Con una differenza: nel calcio, nel campionato di calcio, per fortuna esiste anche la classifica, che ci rende edotti del rendimento di ogni squadra dall’inizio della stagione. Se il Monza o il Parma vincono una partita, possiamo gioire per loro, ma non dimentichiamo cosa è accaduto nelle precedenti giornate, relegandole nelle ultime posizioni. La storia, cioè, è ben chiara.
Per la politica molto spesso non è così. Prendiamo ad esempio la fiducia in Giorgia Meloni: nella consueta rilevazione settimanale, ad esempio, possiamo scoprire che il suo consenso è cresciuto dello 0,3% rispetto al precedente sondaggio, passando dal 40,2% al 40,5%. Bene, diranno gli elettori di centro-destra. Male, diranno quelli di centro-sinistra. Punto interrogativo, dirà lo statistico.
Al di là del risultato di giornata, non possiamo certo comprendere com’è lo stato di salute della Presidente del Consiglio da un solo dato. Pare stare bene, in questa settimana, essendo cresciuta di qualche frazione decimale, però lo statistico sa bene che, per il noto problema dell’errore di campionamento, non può certo pronunciarsi. Ha bisogno della “classifica”, che nel nostro caso si chiama trend, o tendenza, in italiano. Qual è dunque il trend della fiducia di Giorgia Meloni?
Per rispondere, occorre andare a riprendere i risultati dei sondaggi (anche settimanali, perché no?) almeno degli ultimi cinque anni, per comprendere se e quanto la sua figura nel medio periodo susciti o meno approvazione. Ecco dunque ciò che ci dicono le rilevazioni demoscopiche.

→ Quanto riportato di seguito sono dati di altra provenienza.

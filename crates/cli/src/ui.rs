//! Line-oriented terminal front-end.

use go_core::{Board, GtpConnection, Move, StoneColor};
use rustyline::{DefaultEditor, error::ReadlineError};
use tracing::debug;

use crate::colors::ThemeColor;
use crate::session::{PlayOutcome, SessionError, SessionRegistry, StartOutcome};

/// The terminal is a single conversation.
const LOCAL_SESSION: &str = "local";

const HELP: &str = "\
Commands:
  start [b|w]    start a new game (default color from --color)
  play <move>    play a move, e.g. `play d4`, `play pass`, `play resign`
  <move>         same as play
  board          show the board
  final_score    show the result of a finished game
  help           show this message
  quit           leave";

/// Main read-eval-print loop.
pub fn ui_loop<C: GtpConnection>(
    mut sessions: SessionRegistry<C>,
    default_color: StoneColor,
) -> anyhow::Result<()> {
    let mut rl = DefaultEditor::new()?;
    println!("{}", "Type `start` to begin a game, `help` for commands.".highlight());

    loop {
        let line = match rl.readline("> ") {
            Ok(line) => line,
            Err(ReadlineError::Interrupted) | Err(ReadlineError::Eof) => break,
            Err(err) => return Err(err.into()),
        };
        let _ = rl.add_history_entry(&line);

        let mut parts = line.split_whitespace();
        let Some(cmd) = parts.next() else {
            continue;
        };
        debug!(cmd, "user command");

        match cmd {
            "start" | "s" => {
                let color = match parts.next().map(str::parse::<StoneColor>) {
                    None => default_color,
                    Some(Ok(color)) => color,
                    Some(Err(err)) => {
                        println!("{}", err.to_string().warning());
                        continue;
                    }
                };
                start(&mut sessions, color);
            }
            "play" | "p" => match parts.next() {
                Some(mv) => play(&mut sessions, mv),
                None => println!("{}", "Usage: play <move>".warning()),
            },
            "board" | "b" => match sessions.game(LOCAL_SESSION) {
                Some(game) => print_board(game.board(), game.last_move()),
                None => println!("{}", "No game yet. Type `start`.".warning()),
            },
            "final_score" | "score" => match sessions.final_score(LOCAL_SESSION) {
                Some(score) => println!("Final score: {}", score.success()),
                None => println!("{}", "The game is not over.".warning()),
            },
            "help" | "h" | "?" => println!("{HELP}"),
            "quit" | "q" | "exit" => break,
            _ => play(&mut sessions, cmd),
        }
    }

    sessions.end_all();
    Ok(())
}

fn start<C: GtpConnection>(sessions: &mut SessionRegistry<C>, color: StoneColor) {
    match sessions.start(LOCAL_SESSION, color) {
        Ok(StartOutcome::AlreadyRunning) => {
            println!("{}", "A game is already running.".warning());
        }
        Ok(StartOutcome::Started(opening)) => {
            if let Some(name) = sessions.engine_name(LOCAL_SESSION) {
                println!("Engine: {}", name.highlight());
            }
            let Some(game) = sessions.game(LOCAL_SESSION) else {
                return;
            };
            println!(
                "New {size}x{size} game, komi {komi}. You play {you}.",
                size = game.board_size(),
                komi = game.komi(),
                you = color_name(color),
            );
            if let Some(mv) = opening {
                println!("Computer plays {}", format_move(mv).highlight());
            }
            print_board(game.board(), game.last_move());
        }
        Err(err) => report(&err),
    }
}

fn play<C: GtpConnection>(sessions: &mut SessionRegistry<C>, input: &str) {
    match sessions.play(LOCAL_SESSION, input) {
        Ok(PlayOutcome {
            computer_move,
            game_over,
        }) => {
            if let Some(mv) = computer_move {
                println!("Computer plays {}", format_move(mv).highlight());
            }
            if let Some(game) = sessions.game(LOCAL_SESSION) {
                print_board(game.board(), game.last_move());
            }
            if game_over {
                let score = sessions.final_score(LOCAL_SESSION).unwrap_or("?");
                println!("Game over: {}", score.success());
            }
        }
        Err(err) => report(&err),
    }
}

fn report(err: &SessionError) {
    match err {
        SessionError::NoGame => println!("{}", "No game is running. Type `start`.".warning()),
        err if err.is_fatal() => {
            println!("{}", format!("Engine failure: {err}").failure());
            println!("{}", "The game was closed. Type `start` to play again.".warning());
        }
        err => println!("{}", format!("{err}. Try again.").warning()),
    }
}

fn print_board(board: &Board, last_move: Option<(StoneColor, Move)>) {
    println!();
    for line in painted_lines(board) {
        println!("{line}");
    }
    if let Some((color, mv)) = last_move {
        println!("Last move: {} {}", color_name(color), format_move(mv));
    }
    println!();
}

/// Renders the board with stones colored. The column headers are left plain
/// since their letters include `O` and `X`.
fn painted_lines(board: &Board) -> Vec<String> {
    let render = board.render();
    let last = render.len() - 1;
    render
        .enumerate()
        .map(|(i, line)| if i == 0 || i == last { line } else { paint(&line) })
        .collect()
}

fn paint(line: &str) -> String {
    line.chars()
        .map(|c| match c {
            'X' => c.to_string().black_stone().to_string(),
            'O' => c.to_string().white_stone().to_string(),
            '.' => c.to_string().grid().to_string(),
            _ => c.to_string(),
        })
        .collect()
}

fn format_move(mv: Move) -> String {
    mv.to_string().to_uppercase()
}

fn color_name(color: StoneColor) -> &'static str {
    match color {
        StoneColor::Black => "Black (X)",
        StoneColor::White => "White (O)",
    }
}

#[cfg(test)]
mod tests {
    use super::*;

    #[test]
    fn test_headers_are_not_painted() {
        colored::control::set_override(true);

        let mut board = Board::new(19);
        board.play(StoneColor::Black, "o10".parse().unwrap());
        let plain: Vec<String> = board.render().collect();
        let painted = painted_lines(&board);

        assert_eq!(painted.len(), 21);
        assert!(plain[0].contains('O') && plain[0].contains('X'));
        assert_eq!(painted[0], plain[0]);
        assert_eq!(painted[20], plain[20]);
        assert_ne!(painted[10], plain[10]);
        assert_eq!(format_move("o10".parse().unwrap()), "O10");
    }
}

Fino al momento della sua vittoria nelle ultime elezioni politiche, diciamo tra il 2020 e il 2022 Meloni aveva un livello di fiducia intorno al 36-37%, con qualche picco più alto o più basso. Dopo il suo successo elettorale, divenuta Presidente del Consiglio, i consensi sono aumentati fino alla cifra record del 58%, alla fine del 2022, vale a dire nel periodo della consueta luna di miele tra elettorato e vincitori delle elezioni. Per tutto l’anno successivo, l’indice è rimasto posizionato ben sopra l’asticella del 50%: oltre la metà degli italiani forniva su di lei una valutazione positiva. Infine, a cominciare dai primi mesi del 2024 fino ad oggi, i consensi si sono progressivamente contratti, più o meno nell’ordine di un punto al mese, 10-12% in meno in un anno, per giungere al dato attuale di poco superiore al 40%, che avevamo anticipato più sopra.
Questo è dunque il modo corretto per intendere le valutazioni degli elettori all’interno delle rilevazioni demoscopiche e così dovrebbero venir divulgate: da qui si può facilmente arguire come i giudizi rispetto a Giorgia Meloni appaiono da almeno un anno in relativo peggioramento. E sono soprattutto gli elettori “centristi” e gli indecisi coloro che hanno progressivamente perso fiducia nei suoi confronti.